OpenStack known issues¶
This section lists the OpenStack known issues with workarounds for the Mirantis OpenStack for Kubernetes release 22.5.
[29501] Cinder periodic database cleanup resets the state of volumes
[25594] Security groups shared through RBAC cannot be used to create instances
[30450] High CPU load of MariaDB¶
One of the most common symptoms of the high CPU load of MariaDB is slow API responses.
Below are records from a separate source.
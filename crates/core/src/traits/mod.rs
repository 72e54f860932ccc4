//! Core traits for Cropbot.
//!
//! Traits are organized by boundary:
//! - `transport`: messaging platform (ChatTransport, FileFetcher)
//! - `store`: pending uploads (PendingUploadStore)
//! - `llm`: text generation (LlmClient)

pub mod llm;
pub mod store;
pub mod transport;

pub use llm::*;
pub use store::*;
pub use transport::*;
use serde::{Deserialize, Serialize};
use std::fmt;

use crate::error::{Error, Result};

// =============================================================================
// Chat Identity
// =============================================================================

/// Opaque identifier of a conversation on the messaging platform.
#[derive(Debug, Clone, Copy, PartialEq, Eq, Hash, PartialOrd, Ord, Serialize, Deserialize)]
pub struct ChatId(pub i64);

impl fmt::Display for ChatId {
    fn fmt(&self, f: &mut fmt::Formatter<'_>) -> fmt::Result {
        write!(f, "{}", self.0)
    }
}

impl From<i64> for ChatId {
    fn from(id: i64) -> Self {
        Self(id)
    }
}

// =============================================================================
// Crop Types
// =============================================================================

/// Which part of a cover-fitted image survives the crop.
#[derive(Debug, Clone, Copy, PartialEq, Eq, Hash, Serialize, Deserialize)]
#[serde(rename_all = "snake_case")]
pub enum Anchor {
    /// Keep the upper region.
    Top,
    /// Keep the middle.
    Center,
    /// Keep the lower region.
    Bottom,
}

impl Anchor {
    /// All anchors, in the order they are offered to the user.
    pub const MENU_ORDER: [Anchor; 3] = [Anchor::Top, Anchor::Bottom, Anchor::Center];

    /// Name used in button payloads and captions.
    pub fn wire_name(&self) -> &'static str {
        match self {
            Anchor::Top => "north",
            Anchor::Center => "center",
            Anchor::Bottom => "south",
        }
    }

    /// Parse a payload anchor name.
    pub fn from_wire(name: &str) -> Option<Self> {
        match name {
            "north" => Some(Anchor::Top),
            "center" => Some(Anchor::Center),
            "south" => Some(Anchor::Bottom),
            _ => None,
        }
    }

    /// Human-readable button label.
    pub fn label(&self) -> &'static str {
        match self {
            Anchor::Top => "🔼 Top",
            Anchor::Center => "🔳 Center",
            Anchor::Bottom => "🔽 Bottom",
        }
    }
}

impl fmt::Display for Anchor {
    fn fmt(&self, f: &mut fmt::Formatter<'_>) -> fmt::Result {
        f.write_str(self.wire_name())
    }
}

/// Target box of a crop, in pixels.
#[derive(Debug, Clone, Copy, PartialEq, Eq, Hash, Serialize, Deserialize)]
pub struct TargetSize {
    pub width: u32,
    pub height: u32,
}

impl TargetSize {
    /// Create a target size; both sides must be positive.
    pub fn new(width: u32, height: u32) -> Result<Self> {
        if width == 0 || height == 0 {
            return Err(Error::Dimension { width, height });
        }
        Ok(Self { width, height })
    }
}

impl fmt::Display for TargetSize {
    fn fmt(&self, f: &mut fmt::Formatter<'_>) -> fmt::Result {
        write!(f, "{}x{}", self.width, self.height)
    }
}

/// A crop choice made by the user. Lives only inside a button payload.
#[derive(Debug, Clone, Copy, PartialEq, Eq, Hash)]
pub struct CropRequest {
    pub target: TargetSize,
    pub anchor: Anchor,
}

impl CropRequest {
    pub fn new(width: u32, height: u32, anchor: Anchor) -> Result<Self> {
        Ok(Self {
            target: TargetSize::new(width, height)?,
            anchor,
        })
    }

    /// Button payload, e.g. `crop_1110x398_north`.
    pub fn payload(&self) -> String {
        format!("crop_{}_{}", self.target, self.anchor.wire_name())
    }

    /// Caption attached to the delivered image, e.g. `1110x398 (north)`.
    pub fn caption(&self) -> String {
        format!("{} ({})", self.target, self.anchor)
    }
}
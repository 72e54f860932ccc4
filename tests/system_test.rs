use async_trait::async_trait;
use bytes::Bytes;
use image::{codecs::jpeg::JpegEncoder, Rgb, RgbImage};
use std::sync::{Arc, Mutex};

use cropbot_core::{
    config::AppConfig,
    mocks::{MockFileFetcher, Outbound, RecordingTransport},
    traits::{ChatMessage, GenerationParams, LlmClient, LlmResponse, LlmUsage},
    types::{ChatId, FileRef, InboundEvent},
};
use cropbot_gateway::{
    crop::RECEIVED_TEXT,
    router::{GENERIC_ERROR_TEXT, NOT_FOUND_TEXT},
    EventRouter,
};
use cropbot_store::InMemoryPendingStore;

// =============================================================================
// Scripted model for system tests
// =============================================================================

struct ScriptedLlm {
    reply: String,
    seen: Mutex<Vec<GenerationParams>>,
}

impl ScriptedLlm {
    fn new(reply: impl Into<String>) -> Self {
        Self {
            reply: reply.into(),
            seen: Mutex::new(Vec::new()),
        }
    }
}

#[async_trait]
impl LlmClient for ScriptedLlm {
    async fn chat(
        &self,
        _messages: &[ChatMessage],
        params: &GenerationParams,
    ) -> cropbot_core::Result<LlmResponse> {
        self.seen.lock().unwrap().push(*params);
        Ok(LlmResponse {
            content: self.reply.clone(),
            finish_reason: "stop".to_string(),
            usage: LlmUsage::default(),
        })
    }
}

// =============================================================================
// Helpers
// =============================================================================

/// 1024x768 JPEG: red upper half, blue lower half.
fn listing_photo() -> Bytes {
    let img = RgbImage::from_fn(1024, 768, |_, y| {
        if y < 384 {
            Rgb([220, 20, 20])
        } else {
            Rgb([20, 20, 220])
        }
    });
    let mut buf = Vec::new();
    JpegEncoder::new_with_quality(&mut buf, 95)
        .encode_image(&img)
        .unwrap();
    Bytes::from(buf)
}

fn build(
    config: &AppConfig,
    llm: Option<Arc<dyn LlmClient>>,
) -> (EventRouter, Arc<RecordingTransport>) {
    let transport = Arc::new(RecordingTransport::new());
    let fetcher = MockFileFetcher::new().with_file("listing", listing_photo());
    let router = EventRouter::from_config(
        config,
        Arc::new(InMemoryPendingStore::new()),
        transport.clone(),
        Arc::new(fetcher),
        llm,
    );
    (router, transport)
}

fn photo(chat: i64) -> InboundEvent {
    InboundEvent::Photo {
        chat_id: ChatId(chat),
        file: FileRef::new("listing"),
    }
}

fn press(chat: i64, data: &str) -> InboundEvent {
    InboundEvent::ButtonPress {
        chat_id: ChatId(chat),
        data: data.to_string(),
    }
}

// =============================================================================
// Scenarios
// =============================================================================

#[tokio::test]
async fn test_photo_to_north_crop() {
    let config = AppConfig::default();
    let (router, transport) = build(&config, None);

    router.handle(photo(42)).await;
    router.handle(press(42, "crop_1110x398_north")).await;

    assert_eq!(transport.texts(), vec![RECEIVED_TEXT.to_string()]);
    assert_eq!(transport.menus().len(), 2);

    let photos = transport.photos();
    assert_eq!(photos.len(), 1);
    assert_eq!(photos[0].1, "1110x398 (north)");

    let out = image::load_from_memory(&photos[0].0).unwrap().to_rgb8();
    assert_eq!(out.dimensions(), (1110, 398));
    let top = out.get_pixel(555, 10);
    let bottom = out.get_pixel(555, 390);
    assert!(top[0] > 180 && top[2] < 80, "got {:?}", top);
    assert!(bottom[0] > 180 && bottom[2] < 80, "got {:?}", bottom);
}

#[tokio::test]
async fn test_button_before_any_photo() {
    let (router, transport) = build(&AppConfig::default(), None);

    router.handle(press(42, "crop_345x250_center")).await;

    assert_eq!(transport.texts(), vec![NOT_FOUND_TEXT.to_string()]);
}

#[tokio::test]
async fn test_configured_menu_is_enforced() {
    let config = AppConfig::from_toml(
        r#"
        [crop]
        targets = [{ width = 200, height = 100 }]
        output_quality = 70
        "#,
    )
    .unwrap();
    let (router, transport) = build(&config, None);

    router.handle(photo(7)).await;
    let menus = transport.menus();
    assert_eq!(menus.len(), 1);
    assert!(menus[0].1.iter().all(|b| b.payload.starts_with("crop_200x100_")));

    router.handle(press(7, "crop_345x250_center")).await;
    assert_eq!(transport.texts().last().unwrap(), GENERIC_ERROR_TEXT);

    router.handle(press(7, "crop_200x100_south")).await;
    let photos = transport.photos();
    assert_eq!(photos.len(), 1);
    let out = image::load_from_memory(&photos[0].0).unwrap();
    assert_eq!((out.width(), out.height()), (200, 100));
}

#[tokio::test]
async fn test_rewrite_uses_configured_limits() {
    let config = AppConfig::from_toml(
        r#"
        [model_gateway]
        temperature = 0.2
        max_tokens = 300

        [safety]
        max_message_chars = 100
        "#,
    )
    .unwrap();
    let llm = Arc::new(ScriptedLlm::new("y".repeat(250)));
    let (router, transport) = build(&config, Some(llm.clone()));

    router
        .handle(InboundEvent::from_text(ChatId(5), "Ceramic mug, 350ml"))
        .await;

    assert_eq!(transport.sent()[0], Outbound::Typing { chat_id: ChatId(5) });
    let texts = transport.texts();
    assert_eq!(texts.iter().map(|t| t.len()).collect::<Vec<_>>(), vec![100, 100, 50]);

    let seen = llm.seen.lock().unwrap();
    assert_eq!(seen.len(), 1);
    assert!((seen[0].temperature - 0.2).abs() < f32::EPSILON);
    assert_eq!(seen[0].max_tokens, 300);
}

#[tokio::test]
async fn test_chats_are_served_independently() {
    let (router, transport) = build(&AppConfig::default(), None);
    let router = Arc::new(router);

    let a = {
        let router = router.clone();
        tokio::spawn(async move {
            router.handle(photo(1)).await;
            router.handle(press(1, "crop_345x250_north")).await;
        })
    };
    let b = {
        let router = router.clone();
        tokio::spawn(async move {
            router.handle(press(2, "crop_345x250_north")).await;
        })
    };
    a.await.unwrap();
    b.await.unwrap();

    let sent = transport.sent();
    let photos_for_1 = sent
        .iter()
        .filter(|o| matches!(o, Outbound::Photo { chat_id: ChatId(1), .. }))
        .count();
    assert_eq!(photos_for_1, 1);
    assert!(sent.iter().any(|o| matches!(
        o,
        Outbound::Text { chat_id: ChatId(2), text } if text == NOT_FOUND_TEXT
    )));
}
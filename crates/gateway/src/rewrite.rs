//! Product text rewriting through the text-generation service.

use std::sync::Arc;

use cropbot_core::{
    traits::{ChatMessage, GenerationParams, LlmClient},
    Error, Result,
};
use cropbot_governance::{CompositeGuardrail, Guardrail};

/// Hard limit of a single chat message, in characters.
pub const MAX_MESSAGE_CHARS: usize = 4096;

/// Builds the fixed instruction for `variants` title/description pairs.
pub fn system_instruction(variants: u8) -> String {
    format!(
        "You write product copy for an online marketplace. From the product \
         information the user sends, write {n} alternative variants. Label them \
         exactly \"Title 1:\", \"Description 1:\" and so on up to {n}. Keep each \
         title under 70 characters and each description to two or three \
         sentences. Answer in the language of the user's text. Use plain text \
         only without HTML, markdown or links.",
        n = variants
    )
}

/// Split `text` into consecutive pieces of at most `max_chars` characters.
///
/// Counts Unicode scalar values, so no character is ever split. Joining the
/// pieces gives back `text`.
pub fn split_into_chunks(text: &str, max_chars: usize) -> Vec<String> {
    let max_chars = max_chars.max(1);
    let mut chunks = Vec::new();
    let mut current = String::new();
    let mut count = 0;

    for ch in text.chars() {
        if count == max_chars {
            chunks.push(std::mem::take(&mut current));
            count = 0;
        }
        current.push(ch);
        count += 1;
    }
    if !current.is_empty() {
        chunks.push(current);
    }
    chunks
}

/// Turns free text into validated, message-sized rewrite variants.
pub struct TextRewriter {
    llm: Arc<dyn LlmClient>,
    params: GenerationParams,
    variants: u8,
    guardrail: CompositeGuardrail,
    max_chunk_chars: usize,
}

impl TextRewriter {
    pub fn new(llm: Arc<dyn LlmClient>) -> Self {
        Self {
            llm,
            params: GenerationParams::default(),
            variants: 3,
            guardrail: CompositeGuardrail::default_chain(),
            max_chunk_chars: MAX_MESSAGE_CHARS,
        }
    }

    pub fn with_params(mut self, params: GenerationParams) -> Self {
        self.params = params;
        self
    }

    pub fn with_variants(mut self, variants: u8) -> Self {
        self.variants = variants.max(1);
        self
    }

    pub fn with_max_chunk_chars(mut self, max_chars: usize) -> Self {
        self.max_chunk_chars = max_chars.max(1);
        self
    }

    /// Request rewrites for `text` and return them as ordered chunks.
    ///
    /// Output that is empty, carries markup or carries a link is rejected
    /// as `InvalidResponse`.
    pub async fn rewrite(&self, text: &str) -> Result<Vec<String>> {
        if text.trim().is_empty() {
            return Err(Error::invalid_request("Nothing to rewrite"));
        }

        let messages = [
            ChatMessage::system(system_instruction(self.variants)),
            ChatMessage::user(text),
        ];
        let response = self.llm.chat(&messages, &self.params).await?;

        let check = self.guardrail.check_output(&response.content);
        if !check.passed {
            tracing::warn!(
                violation = ?check.violation_type,
                finish_reason = %response.finish_reason,
                "Generated text rejected"
            );
        }
        check.into_result()?;

        let chunks = split_into_chunks(response.content.trim(), self.max_chunk_chars);
        tracing::debug!(
            chars = response.content.chars().count(),
            chunks = chunks.len(),
            tokens = response.usage.total_tokens,
            "Rewrite ready"
        );
        Ok(chunks)
    }
}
To troubleshoot the issue, verify the CPU consumption of MariaDB using the General > Kubernetes Pods Grafana dashboard or through the CLI as follows:
Obtain the resource consumption details for the MariaDB server:
kubectl -n openstack exec -it mariadb-server-0 -- bash mysql@mariadb-server-0:/$ top
Example of system response:
top - 19:16:29 up 278 days, 20:56, 0 users, load average: 16.62, 16.54, 16.39 Tasks: 8 total, 1 running, 7 sleeping, 0 stopped, 0 zombie %Cpu(s): 6.3 us, 2.8 sy, 0.0 ni, 89.6 id, 0.0 wa, 0.0 hi, 1.3 si, 0.0 st MiB Mem : 515709.3 total, 375731.7 free, 111383.8 used, 28593.7 buff/cache MiB Swap: 0.0 total, 0.0 free, 0.0 used. 399307.2 avail Mem PID USER PR NI VIRT RES SHR S %CPU %MEM TIME+ COMMAND 275 mysql 20 0 76.3g 18.8g 1.0g S 786.4 3.7 22656,15 mysqld
Determine which exact query is progressing. This is usually the one in the
Sending data
state:mysql@mariadb-server-0:/$ mysql -u root -p$MYSQL_DBADMIN_PASSWORD -e "show processlist;" | grep -v Sleep
Example of system response:
Id User Host db Command Time State Info Progress 60067757 placementgF9D11u29 10.233.195.246:40746 placement Query 10 Sending data SELECT a.id, a.resource_class_id, a.used, a.updated_at, a.created_at, c.id AS consumer_id, c.generat 0.000
Obtain more information about the query and the used tables:
mysql@mariadb-server-0:/$ mysql -u root -p$MYSQL_DBADMIN_PASSWORD -e " ANALYZE FORMAT=JSON SELECT <QUERY_ID>;"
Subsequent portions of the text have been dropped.